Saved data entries
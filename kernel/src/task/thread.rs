//! Threads and blockers
//!
//! A thread is one schedulable execution context: saved registers, FPU
//! block, kernel stack, TLS base and scheduling fields, plus a non-owning
//! back-reference to its process. Blocking is modeled by the
//! `Running | Blocked | Zombie | Dying` state machine; a thread never runs
//! code while another CPU tears it down.

use alloc::sync::{Arc, Weak};
use core::sync::atomic::{AtomicBool, AtomicU32, AtomicU64, AtomicU8, Ordering};
use spin::Mutex;

use super::context::{FxState, RegisterContext};
use super::scheduler::Scheduler;
use crate::memory::KernelStack;
use crate::process::Process;
use crate::signal::{sig_bit, SIGNAL_MAX};

/// Scheduler ticks a fresh thread runs before being reconsidered
pub const THREAD_TIMESLICE_DEFAULT: u32 = 10;

/// Default priority of user threads
pub const THREAD_PRIORITY_DEFAULT: u8 = 4;

#[derive(Debug, Clone, Copy, PartialEq, Eq)]
#[repr(u8)]
pub enum ThreadState {
    /// Eligible to run (possibly currently on a CPU)
    Running = 0,
    /// Waiting on a blocker; skipped by the scheduler
    Blocked = 1,
    /// Coerced out of execution during process teardown
    Zombie = 2,
    /// Actively being killed; removed from its queue on the next pass
    Dying = 3,
}

impl ThreadState {
    fn from_u8(value: u8) -> ThreadState {
        match value {
            0 => ThreadState::Running,
            1 => ThreadState::Blocked,
            2 => ThreadState::Zombie,
            _ => ThreadState::Dying,
        }
    }
}

pub struct Thread {
    tid: u64,
    process: Weak<Process>,
    state: AtomicU8,
    time_slice: AtomicU32,
    time_slice_default: AtomicU32,
    priority: AtomicU8,
    fs_base: AtomicU64,
    registers: Mutex<RegisterContext>,
    fx_state: Mutex<FxState>,
    kernel_stack: KernelStack,
    blocker: Mutex<Option<Arc<BlockerCore>>>,
    pending_signals: AtomicU64,
    signal_mask: AtomicU64,
}

impl Thread {
    pub(crate) fn new(process: Weak<Process>, tid: u64, kernel_stack: KernelStack) -> Arc<Thread> {
        let registers =
            RegisterContext::kernel_entry(x86_64::VirtAddr::new(0), kernel_stack.top());
        Arc::new(Thread {
            tid,
            process,
            state: AtomicU8::new(ThreadState::Running as u8),
            time_slice: AtomicU32::new(THREAD_TIMESLICE_DEFAULT),
            time_slice_default: AtomicU32::new(THREAD_TIMESLICE_DEFAULT),
            priority: AtomicU8::new(0),
            fs_base: AtomicU64::new(0),
            registers: Mutex::new(registers),
            fx_state: Mutex::new(FxState::new()),
            kernel_stack,
            blocker: Mutex::new(None),
            pending_signals: AtomicU64::new(0),
            signal_mask: AtomicU64::new(0),
        })
    }

    pub fn tid(&self) -> u64 {
        self.tid
    }

    /// Owning process, unless it is already gone
    pub fn process(&self) -> Option<Arc<Process>> {
        self.process.upgrade()
    }

    pub fn belongs_to(&self, process: &Process) -> bool {
        Weak::as_ptr(&self.process) == process as *const Process
    }

    pub fn state(&self) -> ThreadState {
        ThreadState::from_u8(self.state.load(Ordering::Acquire))
    }

    pub fn set_state(&self, state: ThreadState) {
        self.state.store(state as u8, Ordering::Release);
    }

    pub fn time_slice(&self) -> u32 {
        self.time_slice.load(Ordering::Relaxed)
    }

    /// Consume one tick of budget; returns the remaining slice
    pub fn consume_tick(&self) -> u32 {
        let slice = self.time_slice.load(Ordering::Relaxed);
        if slice > 0 {
            self.time_slice.store(slice - 1, Ordering::Relaxed);
            slice - 1
        } else {
            0
        }
    }

    pub fn reset_time_slice(&self) {
        self.time_slice
            .store(self.time_slice_default.load(Ordering::Relaxed), Ordering::Relaxed);
    }

    pub fn zero_time_slice(&self) {
        self.time_slice.store(0, Ordering::Relaxed);
    }

    pub fn set_time_slice_default(&self, ticks: u32) {
        self.time_slice_default.store(ticks, Ordering::Relaxed);
        self.time_slice.store(ticks, Ordering::Relaxed);
    }

    pub fn priority(&self) -> u8 {
        self.priority.load(Ordering::Relaxed)
    }

    pub fn set_priority(&self, priority: u8) {
        self.priority.store(priority, Ordering::Relaxed);
    }

    pub fn fs_base(&self) -> u64 {
        self.fs_base.load(Ordering::Relaxed)
    }

    pub fn set_fs_base(&self, base: u64) {
        self.fs_base.store(base, Ordering::Relaxed);
    }

    pub fn registers(&self) -> &Mutex<RegisterContext> {
        &self.registers
    }

    pub fn fx_state(&self) -> &Mutex<FxState> {
        &self.fx_state
    }

    pub fn kernel_stack_top(&self) -> x86_64::VirtAddr {
        self.kernel_stack.top()
    }

    pub(crate) fn current_blocker(&self) -> Option<Arc<BlockerCore>> {
        self.blocker.lock().clone()
    }

    pub(crate) fn install_blocker(&self, core: Option<Arc<BlockerCore>>) {
        *self.blocker.lock() = core;
    }

    /// Block on a caller-owned blocker and yield. Returns whether the wait
    /// was interrupted (process kill, signal) rather than unblocked.
    ///
    /// Resumption happens through the normal scheduling path; this only
    /// spins until the state machine says the thread is eligible again.
    pub fn block_on(self: Arc<Self>, blocker: &Blocker, sched: &Scheduler, cpu: usize) -> bool {
        let core = blocker.core();
        core.attach(&self);
        self.install_blocker(Some(core.clone()));

        if core.should_block() {
            self.set_state(ThreadState::Blocked);
            sched.yield_current(cpu);
            while self.state() == ThreadState::Blocked {
                core::hint::spin_loop();
            }
        }

        self.install_blocker(None);
        core.detach();
        core.was_interrupted()
    }

    /// Dispatch a signal to this thread. A blocked thread is interrupted so
    /// its wait observes the signal instead of hanging.
    pub fn signal(&self, signal: u8) {
        assert!((signal as usize) < SIGNAL_MAX);
        self.pending_signals.fetch_or(sig_bit(signal), Ordering::AcqRel);

        let masked = self.signal_mask.load(Ordering::Acquire) & sig_bit(signal) != 0;
        if !masked && self.state() == ThreadState::Blocked {
            if let Some(blocker) = self.current_blocker() {
                blocker.interrupt();
            }
        }
    }

    pub fn pending_signals(&self) -> u64 {
        self.pending_signals.load(Ordering::Acquire)
    }

    pub fn set_signal_mask(&self, mask: u64) {
        self.signal_mask.store(mask, Ordering::Release);
    }
}

/// Shared core of a blocker. The caller-facing `Blocker` lives on the
/// waiter's stack; the core is reference-counted so wait structures and
/// killers can signal it without any use-after-free window.
pub struct BlockerCore {
    thread: Mutex<Option<Arc<Thread>>>,
    should_block: AtomicBool,
    interrupted: AtomicBool,
}

impl BlockerCore {
    fn new() -> Arc<BlockerCore> {
        Arc::new(BlockerCore {
            thread: Mutex::new(None),
            should_block: AtomicBool::new(true),
            interrupted: AtomicBool::new(false),
        })
    }

    fn attach(&self, thread: &Arc<Thread>) {
        *self.thread.lock() = Some(thread.clone());
    }

    fn detach(&self) {
        *self.thread.lock() = None;
    }

    pub fn should_block(&self) -> bool {
        self.should_block.load(Ordering::Acquire)
    }

    pub fn was_interrupted(&self) -> bool {
        self.interrupted.load(Ordering::Acquire)
    }

    /// Make the waiter eligible again. If the waiter has not blocked yet,
    /// this turns the upcoming block into a no-op.
    pub fn unblock(&self) {
        self.should_block.store(false, Ordering::Release);
        let thread = self.thread.lock();
        if let Some(thread) = thread.as_ref() {
            if thread.state() == ThreadState::Blocked {
                thread.set_state(ThreadState::Running);
            }
        }
    }

    /// Abort the wait, e.g. because the process is being killed
    pub fn interrupt(&self) {
        self.interrupted.store(true, Ordering::Release);
        self.unblock();
    }
}

/// Caller-owned handle to a wait; short-lived and typically stack-allocated
pub struct Blocker {
    core: Arc<BlockerCore>,
}

impl Blocker {
    pub fn new() -> Blocker {
        Blocker {
            core: BlockerCore::new(),
        }
    }

    pub fn core(&self) -> &Arc<BlockerCore> {
        &self.core
    }

    pub fn unblock(&self) {
        self.core.unblock();
    }

    pub fn interrupt(&self) {
        self.core.interrupt();
    }

    pub fn was_interrupted(&self) -> bool {
        self.core.was_interrupted()
    }
}

impl Default for Blocker {
    fn default() -> Self {
        Self::new()
    }
}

■ **Directions**
Return each line among the entries that holds the word "ticks".

■ **Completed task**
/// Scheduler ticks a fresh thread runs before being reconsidered
    pub fn set_time_slice_default(&self, ticks: u32) {
        self.time_slice_default.store(ticks, Ordering::Relaxed);
        self.time_slice.store(ticks, Ordering::Relaxed);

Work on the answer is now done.